//! Block posting lists: the per-term byte layout (length header, block-max
//! skip table, block byte-endpoints, concatenated encoded blocks) and the
//! cursor that decodes it one block at a time.
//!
//! Grounded on `original_source/block_posting_list.hpp`: the `base`/gap-minus-one
//! encoding (`docs_buf[0] = base + raw[0]`, `docs_buf[k] = docs_buf[k-1] + raw[k] + 1`),
//! the per-block universe derived from neighbouring block maxima, and lazy
//! frequency-block decoding.

use crate::codec::block::{BitpackedBlockCodec, BlockCodec, BLOCK_SIZE};
use crate::codec::tvb;
use crate::profile;

fn ceil_div(a: usize, b: usize) -> usize {
    (a + b - 1) / b
}

fn read_u32_le(bytes: &[u8], idx: usize) -> u32 {
    let o = idx * 4;
    u32::from_le_bytes([bytes[o], bytes[o + 1], bytes[o + 2], bytes[o + 3]])
}

fn write_u32_le(out: &mut Vec<u8>, v: u32) {
    out.extend_from_slice(&v.to_le_bytes());
}

/// Encodes a single term's posting list: `n` strictly increasing docids below
/// `universe` and their matching frequencies (`>= 1`).
pub fn encode_posting_list(docs: &[u32], freqs: &[u32], universe: u32) -> Vec<u8> {
    assert_eq!(docs.len(), freqs.len());
    assert!(!docs.is_empty(), "posting list must be non-empty");
    assert!(docs.windows(2).all(|w| w[0] < w[1]), "docids must be strictly increasing");

    let n = docs.len();
    let num_blocks = ceil_div(n, BLOCK_SIZE);

    let mut block_maxs = Vec::with_capacity(num_blocks);
    for b in 0..num_blocks {
        let end = ((b + 1) * BLOCK_SIZE).min(n);
        block_maxs.push(docs[end - 1]);
    }

    let mut block_data = Vec::new();
    let mut block_endpoints = Vec::with_capacity(num_blocks.saturating_sub(1));

    for b in 0..num_blocks {
        let start = b * BLOCK_SIZE;
        let end = (start + BLOCK_SIZE).min(n);
        let count = end - start;
        let base: u32 = if b == 0 { 0 } else { block_maxs[b - 1] + 1 };

        let mut gap_values = Vec::with_capacity(count);
        gap_values.push(docs[start] - base);
        for k in (start + 1)..end {
            gap_values.push(docs[k] - docs[k - 1] - 1);
        }
        let doc_universe = block_maxs[b] - base - (count as u32 - 1);

        BitpackedBlockCodec::encode(&gap_values, doc_universe, count, &mut block_data);

        let freq_values: Vec<u32> = freqs[start..end].iter().map(|&f| f - 1).collect();
        BitpackedBlockCodec::encode(&freq_values, u32::MAX, count, &mut block_data);

        if b + 1 < num_blocks {
            // offset, relative to the start of the block-data region, where block b+1 begins
            block_endpoints.push(block_data.len() as u32);
        }
    }

    let mut out = Vec::new();
    tvb::encode(n as u64, &mut out);
    for &m in &block_maxs {
        write_u32_le(&mut out, m);
    }
    for &e in &block_endpoints {
        write_u32_le(&mut out, e);
    }
    out.extend_from_slice(&block_data);
    out
}

/// Decodes one block's doc-gaps and (lazily) frequencies.
struct BlockScratch {
    docs: [u32; BLOCK_SIZE],
    freqs: [u32; BLOCK_SIZE],
    freqs_decoded: bool,
    freq_byte_offset: usize,
    size: usize,
}

impl Default for BlockScratch {
    fn default() -> Self {
        BlockScratch { docs: [0; BLOCK_SIZE], freqs: [0; BLOCK_SIZE], freqs_decoded: false, freq_byte_offset: 0, size: 0 }
    }
}

/// Forward cursor over a single term's block posting list.
pub struct BlockPostingCursor<'a> {
    block_data: &'a [u8],
    block_maxs_bytes: &'a [u8],
    block_endpoints_bytes: &'a [u8],
    n: usize,
    num_blocks: usize,
    term_id: u32,
    cur_block: usize,
    pos_in_block: usize,
    scratch: BlockScratch,
    done: bool,
}

impl<'a> BlockPostingCursor<'a> {
    /// Builds a cursor over `bytes`, which must start at a term's length header
    /// and extend at least to the end of its encoded blocks (plus safe
    /// overread padding).
    pub fn new(bytes: &'a [u8], term_id: u32) -> Self {
        let (n64, consumed) = tvb::decode(bytes);
        let n = n64 as usize;
        let num_blocks = ceil_div(n, BLOCK_SIZE);
        let endpoints_count = num_blocks.saturating_sub(1);

        let maxs_start = consumed;
        let maxs_end = maxs_start + 4 * num_blocks;
        let endpoints_end = maxs_end + 4 * endpoints_count;

        let mut cursor = BlockPostingCursor {
            block_data: &bytes[endpoints_end..],
            block_maxs_bytes: &bytes[maxs_start..maxs_end],
            block_endpoints_bytes: &bytes[maxs_end..endpoints_end],
            n,
            num_blocks,
            term_id,
            cur_block: 0,
            pos_in_block: 0,
            scratch: BlockScratch::default(),
            done: n == 0,
        };
        if n > 0 {
            cursor.decode_block(0);
        }
        cursor
    }

    fn block_max(&self, b: usize) -> u32 {
        read_u32_le(self.block_maxs_bytes, b)
    }

    fn block_byte_start(&self, b: usize) -> usize {
        if b == 0 {
            0
        } else {
            read_u32_le(self.block_endpoints_bytes, b - 1) as usize
        }
    }

    fn block_count(&self, b: usize) -> usize {
        let start = b * BLOCK_SIZE;
        ((start + BLOCK_SIZE).min(self.n)) - start
    }

    fn decode_block(&mut self, b: usize) {
        let count = self.block_count(b);
        let base: u32 = if b == 0 { 0 } else { self.block_max(b - 1) + 1 };
        let byte_start = self.block_byte_start(b);
        let data = &self.block_data[byte_start..];

        let mut raw = [0u32; BLOCK_SIZE];
        let consumed = BitpackedBlockCodec::decode(data, &mut raw, u32::MAX, count);

        self.scratch.docs[0] = base + raw[0];
        for k in 1..count {
            self.scratch.docs[k] = self.scratch.docs[k - 1] + raw[k] + 1;
        }
        self.scratch.freq_byte_offset = byte_start + consumed;
        self.scratch.freqs_decoded = false;
        self.scratch.size = count;
        self.cur_block = b;
        self.pos_in_block = 0;
        profile::record_block_decoded(self.term_id);
    }

    fn ensure_freqs_decoded(&mut self) {
        if self.scratch.freqs_decoded {
            return;
        }
        let count = self.scratch.size;
        let data = &self.block_data[self.scratch.freq_byte_offset..];
        BitpackedBlockCodec::decode(data, &mut self.scratch.freqs, u32::MAX, count);
        self.scratch.freqs_decoded = true;
        profile::record_freqs_decoded(self.term_id);
    }

    /// Current docid, or `N` (the sentinel) once past the last posting. The
    /// caller supplies `sentinel` (the collection's document count) since the
    /// cursor itself does not retain it.
    pub fn value(&self, sentinel: u32) -> u32 {
        if self.done {
            sentinel
        } else {
            self.scratch.docs[self.pos_in_block]
        }
    }

    pub fn freq(&mut self) -> u32 {
        self.ensure_freqs_decoded();
        self.scratch.freqs[self.pos_in_block] + 1
    }

    pub fn size(&self) -> usize {
        self.n
    }

    pub fn num_blocks(&self) -> usize {
        self.num_blocks
    }

    /// Steps to the next posting; clamps to the sentinel once exhausted.
    pub fn advance(&mut self, sentinel: u32) -> u32 {
        self.pos_in_block += 1;
        if self.pos_in_block == self.scratch.size {
            if self.cur_block + 1 == self.num_blocks {
                self.done = true;
                return sentinel;
            }
            self.decode_block(self.cur_block + 1);
        }
        self.value(sentinel)
    }

    /// Advances to the first posting with docid `>= lb`, clamping to the
    /// sentinel if none exists.
    pub fn advance_to_geq(&mut self, lb: u32, sentinel: u32) -> u32 {
        if self.done {
            return sentinel;
        }
        if self.value(sentinel) >= lb {
            return self.value(sentinel);
        }
        if lb > self.block_max(self.cur_block) {
            let mut b = self.cur_block + 1;
            while b < self.num_blocks && self.block_max(b) < lb {
                b += 1;
            }
            if b == self.num_blocks {
                self.done = true;
                return sentinel;
            }
            self.decode_block(b);
        }
        while self.scratch.docs[self.pos_in_block] < lb {
            self.pos_in_block += 1;
        }
        self.value(sentinel)
    }

    /// Seeks to the `p`-th posting (0-based, across the whole list).
    pub fn advance_to_position(&mut self, p: usize) {
        debug_assert!(p < self.n);
        let target_block = p / BLOCK_SIZE;
        if target_block != self.cur_block {
            self.decode_block(target_block);
        }
        self.pos_in_block = p - target_block * BLOCK_SIZE;
        self.done = false;
    }
}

════════

- [Assigned task]: Work through the entries, filtering for the string "while", and copy each line that holds it.

- [Answer to this problem]:
            while b < self.num_blocks && self.block_max(b) < lb {
        while self.scratch.docs[self.pos_in_block] < lb {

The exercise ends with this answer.